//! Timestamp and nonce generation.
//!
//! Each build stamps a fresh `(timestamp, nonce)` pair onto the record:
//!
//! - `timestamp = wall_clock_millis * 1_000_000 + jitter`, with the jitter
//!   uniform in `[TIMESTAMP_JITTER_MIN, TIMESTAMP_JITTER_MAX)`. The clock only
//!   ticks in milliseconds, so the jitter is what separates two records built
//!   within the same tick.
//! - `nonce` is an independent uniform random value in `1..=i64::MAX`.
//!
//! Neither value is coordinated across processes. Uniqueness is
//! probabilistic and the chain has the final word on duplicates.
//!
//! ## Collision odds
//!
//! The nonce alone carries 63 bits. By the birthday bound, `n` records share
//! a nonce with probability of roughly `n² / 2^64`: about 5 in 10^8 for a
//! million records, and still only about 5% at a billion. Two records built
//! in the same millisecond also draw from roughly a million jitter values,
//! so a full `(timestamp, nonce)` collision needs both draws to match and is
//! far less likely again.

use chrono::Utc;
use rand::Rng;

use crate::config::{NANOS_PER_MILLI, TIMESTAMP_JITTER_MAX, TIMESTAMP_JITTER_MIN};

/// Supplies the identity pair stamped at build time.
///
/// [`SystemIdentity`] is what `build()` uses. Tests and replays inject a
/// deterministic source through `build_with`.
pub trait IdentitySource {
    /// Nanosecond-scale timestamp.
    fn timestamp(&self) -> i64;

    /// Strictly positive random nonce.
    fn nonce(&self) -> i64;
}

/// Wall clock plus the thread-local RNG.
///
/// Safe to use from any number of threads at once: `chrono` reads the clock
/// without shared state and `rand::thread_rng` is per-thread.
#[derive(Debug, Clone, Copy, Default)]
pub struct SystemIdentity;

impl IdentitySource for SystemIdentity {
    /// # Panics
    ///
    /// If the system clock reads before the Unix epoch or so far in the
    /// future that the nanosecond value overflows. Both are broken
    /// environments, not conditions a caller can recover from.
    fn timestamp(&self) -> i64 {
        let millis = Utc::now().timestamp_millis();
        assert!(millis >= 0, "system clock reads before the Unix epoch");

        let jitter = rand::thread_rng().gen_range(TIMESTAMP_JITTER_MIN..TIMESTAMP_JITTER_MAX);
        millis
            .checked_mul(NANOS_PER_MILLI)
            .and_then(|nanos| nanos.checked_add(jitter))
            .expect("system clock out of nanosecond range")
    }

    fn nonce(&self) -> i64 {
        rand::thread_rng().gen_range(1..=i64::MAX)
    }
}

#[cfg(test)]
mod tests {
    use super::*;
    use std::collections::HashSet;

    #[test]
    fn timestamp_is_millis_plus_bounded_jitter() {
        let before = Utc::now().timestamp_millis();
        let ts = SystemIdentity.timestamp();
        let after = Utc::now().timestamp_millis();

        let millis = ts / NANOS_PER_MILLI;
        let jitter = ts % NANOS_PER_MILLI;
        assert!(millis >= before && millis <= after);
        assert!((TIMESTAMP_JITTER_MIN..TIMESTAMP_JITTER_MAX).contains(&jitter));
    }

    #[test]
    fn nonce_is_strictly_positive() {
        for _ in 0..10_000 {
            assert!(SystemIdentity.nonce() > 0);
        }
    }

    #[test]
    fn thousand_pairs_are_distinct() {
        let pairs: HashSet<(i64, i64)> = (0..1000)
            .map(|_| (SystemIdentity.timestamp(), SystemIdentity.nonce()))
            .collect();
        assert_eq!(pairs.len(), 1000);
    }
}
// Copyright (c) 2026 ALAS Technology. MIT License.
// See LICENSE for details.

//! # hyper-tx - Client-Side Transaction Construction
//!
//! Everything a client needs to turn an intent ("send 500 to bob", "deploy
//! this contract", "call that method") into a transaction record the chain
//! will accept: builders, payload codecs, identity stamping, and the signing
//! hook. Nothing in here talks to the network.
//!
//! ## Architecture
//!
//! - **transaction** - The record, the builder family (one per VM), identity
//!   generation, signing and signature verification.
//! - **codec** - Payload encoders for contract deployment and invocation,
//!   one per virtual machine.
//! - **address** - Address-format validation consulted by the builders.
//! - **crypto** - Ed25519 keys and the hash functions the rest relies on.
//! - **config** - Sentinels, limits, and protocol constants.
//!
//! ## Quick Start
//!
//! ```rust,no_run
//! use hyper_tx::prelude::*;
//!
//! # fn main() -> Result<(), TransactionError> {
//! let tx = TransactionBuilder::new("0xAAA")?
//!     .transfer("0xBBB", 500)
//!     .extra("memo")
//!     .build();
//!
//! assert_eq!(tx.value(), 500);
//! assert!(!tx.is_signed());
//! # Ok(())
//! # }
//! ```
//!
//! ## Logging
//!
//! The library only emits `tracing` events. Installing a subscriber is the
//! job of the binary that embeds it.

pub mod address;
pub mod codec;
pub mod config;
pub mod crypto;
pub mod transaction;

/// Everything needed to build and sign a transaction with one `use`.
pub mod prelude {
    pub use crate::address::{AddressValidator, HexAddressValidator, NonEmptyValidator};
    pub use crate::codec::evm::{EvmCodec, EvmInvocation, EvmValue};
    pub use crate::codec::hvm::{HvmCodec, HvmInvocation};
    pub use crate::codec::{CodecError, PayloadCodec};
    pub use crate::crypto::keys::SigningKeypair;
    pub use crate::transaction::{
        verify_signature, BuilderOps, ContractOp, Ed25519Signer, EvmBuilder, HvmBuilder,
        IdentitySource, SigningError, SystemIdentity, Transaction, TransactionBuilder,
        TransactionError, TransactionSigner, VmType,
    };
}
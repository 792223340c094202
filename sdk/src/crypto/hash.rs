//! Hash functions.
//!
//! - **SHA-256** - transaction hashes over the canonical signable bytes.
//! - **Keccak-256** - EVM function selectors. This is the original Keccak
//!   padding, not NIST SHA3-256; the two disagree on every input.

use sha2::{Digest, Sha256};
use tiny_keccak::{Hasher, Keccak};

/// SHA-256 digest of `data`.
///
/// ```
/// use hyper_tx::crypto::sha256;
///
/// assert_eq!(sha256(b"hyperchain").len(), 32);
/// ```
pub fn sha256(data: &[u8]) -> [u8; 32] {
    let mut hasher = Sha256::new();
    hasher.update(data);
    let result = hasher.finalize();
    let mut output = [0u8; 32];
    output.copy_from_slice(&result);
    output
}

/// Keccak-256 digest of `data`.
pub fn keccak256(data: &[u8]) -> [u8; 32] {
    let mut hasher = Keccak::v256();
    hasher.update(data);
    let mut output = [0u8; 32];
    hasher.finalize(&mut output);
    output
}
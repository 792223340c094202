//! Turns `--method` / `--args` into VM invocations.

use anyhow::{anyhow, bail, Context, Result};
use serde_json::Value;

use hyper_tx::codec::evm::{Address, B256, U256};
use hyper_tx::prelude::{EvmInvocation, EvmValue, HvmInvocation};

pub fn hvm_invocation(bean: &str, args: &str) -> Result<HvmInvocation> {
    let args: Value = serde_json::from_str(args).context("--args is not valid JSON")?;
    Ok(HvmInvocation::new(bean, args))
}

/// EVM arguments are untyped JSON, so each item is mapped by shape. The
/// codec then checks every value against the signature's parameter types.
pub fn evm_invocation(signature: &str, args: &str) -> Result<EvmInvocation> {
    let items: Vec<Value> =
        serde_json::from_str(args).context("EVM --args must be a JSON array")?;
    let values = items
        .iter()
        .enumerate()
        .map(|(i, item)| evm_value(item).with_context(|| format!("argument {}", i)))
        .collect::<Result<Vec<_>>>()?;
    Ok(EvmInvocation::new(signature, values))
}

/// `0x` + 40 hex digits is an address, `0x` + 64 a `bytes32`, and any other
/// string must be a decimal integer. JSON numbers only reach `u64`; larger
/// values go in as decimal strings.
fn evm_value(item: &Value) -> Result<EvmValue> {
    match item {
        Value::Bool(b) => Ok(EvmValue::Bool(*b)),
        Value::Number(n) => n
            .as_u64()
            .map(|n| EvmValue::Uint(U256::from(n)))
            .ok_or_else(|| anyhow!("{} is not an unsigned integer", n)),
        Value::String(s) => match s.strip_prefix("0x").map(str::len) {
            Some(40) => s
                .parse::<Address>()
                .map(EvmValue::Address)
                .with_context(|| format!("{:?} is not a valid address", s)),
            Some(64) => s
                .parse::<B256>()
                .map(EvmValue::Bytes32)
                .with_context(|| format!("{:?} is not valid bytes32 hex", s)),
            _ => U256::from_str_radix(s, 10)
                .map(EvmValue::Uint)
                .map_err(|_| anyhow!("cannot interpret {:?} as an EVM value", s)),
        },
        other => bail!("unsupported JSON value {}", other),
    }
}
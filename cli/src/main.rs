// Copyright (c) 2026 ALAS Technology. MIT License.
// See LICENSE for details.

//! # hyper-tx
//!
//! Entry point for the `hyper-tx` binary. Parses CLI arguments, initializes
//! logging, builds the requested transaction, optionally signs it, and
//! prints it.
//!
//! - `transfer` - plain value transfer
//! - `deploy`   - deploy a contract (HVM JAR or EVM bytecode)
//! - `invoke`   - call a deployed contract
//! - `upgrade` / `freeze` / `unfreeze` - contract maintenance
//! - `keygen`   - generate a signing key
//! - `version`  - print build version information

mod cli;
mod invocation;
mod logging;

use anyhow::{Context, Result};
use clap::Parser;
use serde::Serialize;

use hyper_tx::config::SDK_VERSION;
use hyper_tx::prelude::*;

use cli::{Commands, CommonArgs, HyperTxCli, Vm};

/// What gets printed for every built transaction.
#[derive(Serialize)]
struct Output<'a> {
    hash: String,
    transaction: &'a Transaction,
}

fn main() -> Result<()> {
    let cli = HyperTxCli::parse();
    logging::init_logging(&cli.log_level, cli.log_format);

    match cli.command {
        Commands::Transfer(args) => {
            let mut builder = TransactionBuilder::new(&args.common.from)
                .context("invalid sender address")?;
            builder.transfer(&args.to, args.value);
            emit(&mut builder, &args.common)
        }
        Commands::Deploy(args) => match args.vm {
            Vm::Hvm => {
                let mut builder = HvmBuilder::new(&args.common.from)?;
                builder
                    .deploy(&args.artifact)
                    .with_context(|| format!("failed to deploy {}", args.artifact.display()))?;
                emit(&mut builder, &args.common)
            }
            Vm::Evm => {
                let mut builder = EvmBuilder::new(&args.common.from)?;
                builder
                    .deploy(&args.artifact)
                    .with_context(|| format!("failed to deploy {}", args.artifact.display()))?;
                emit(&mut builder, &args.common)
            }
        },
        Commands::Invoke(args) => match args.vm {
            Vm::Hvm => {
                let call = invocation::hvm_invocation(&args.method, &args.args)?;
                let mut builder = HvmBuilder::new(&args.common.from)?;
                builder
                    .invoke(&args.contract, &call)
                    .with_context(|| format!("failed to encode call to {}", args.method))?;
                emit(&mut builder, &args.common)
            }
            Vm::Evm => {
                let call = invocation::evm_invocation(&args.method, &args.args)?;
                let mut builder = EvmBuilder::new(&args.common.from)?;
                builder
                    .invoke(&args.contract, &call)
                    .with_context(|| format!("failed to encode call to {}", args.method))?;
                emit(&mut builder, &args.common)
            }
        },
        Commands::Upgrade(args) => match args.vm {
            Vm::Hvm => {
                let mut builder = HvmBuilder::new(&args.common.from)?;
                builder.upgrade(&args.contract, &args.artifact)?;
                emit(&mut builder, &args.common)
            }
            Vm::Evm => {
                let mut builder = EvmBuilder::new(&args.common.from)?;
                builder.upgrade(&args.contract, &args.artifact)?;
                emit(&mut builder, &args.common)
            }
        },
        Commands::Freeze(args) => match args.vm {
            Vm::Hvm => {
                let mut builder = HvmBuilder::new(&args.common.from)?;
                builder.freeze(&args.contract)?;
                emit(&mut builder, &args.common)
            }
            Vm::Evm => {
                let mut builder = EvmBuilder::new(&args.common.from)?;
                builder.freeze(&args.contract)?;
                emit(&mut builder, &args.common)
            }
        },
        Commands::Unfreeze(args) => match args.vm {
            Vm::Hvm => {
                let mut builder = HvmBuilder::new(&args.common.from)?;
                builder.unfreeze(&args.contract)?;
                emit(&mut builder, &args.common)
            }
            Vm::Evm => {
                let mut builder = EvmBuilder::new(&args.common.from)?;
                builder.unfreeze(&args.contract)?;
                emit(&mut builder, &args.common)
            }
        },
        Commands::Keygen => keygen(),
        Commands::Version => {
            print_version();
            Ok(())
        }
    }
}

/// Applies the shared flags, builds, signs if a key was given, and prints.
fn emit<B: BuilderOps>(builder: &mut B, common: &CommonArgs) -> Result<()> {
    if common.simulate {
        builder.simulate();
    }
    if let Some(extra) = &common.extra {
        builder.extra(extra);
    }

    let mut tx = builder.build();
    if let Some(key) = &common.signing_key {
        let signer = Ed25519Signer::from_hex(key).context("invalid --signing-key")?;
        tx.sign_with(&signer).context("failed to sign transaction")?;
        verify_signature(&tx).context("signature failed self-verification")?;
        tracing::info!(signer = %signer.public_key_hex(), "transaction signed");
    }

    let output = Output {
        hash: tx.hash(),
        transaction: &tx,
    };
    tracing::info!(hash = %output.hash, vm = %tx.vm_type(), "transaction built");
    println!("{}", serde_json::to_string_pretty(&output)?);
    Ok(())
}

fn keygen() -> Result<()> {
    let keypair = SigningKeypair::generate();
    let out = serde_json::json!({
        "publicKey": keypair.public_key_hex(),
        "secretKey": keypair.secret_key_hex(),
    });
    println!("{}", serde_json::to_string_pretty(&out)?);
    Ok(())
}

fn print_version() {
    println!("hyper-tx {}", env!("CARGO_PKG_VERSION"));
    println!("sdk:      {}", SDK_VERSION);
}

============================================================

> **Assignment**: Count every line in the data where the string "records" occurs. Give nothing except the number.

> **Answer space**: 3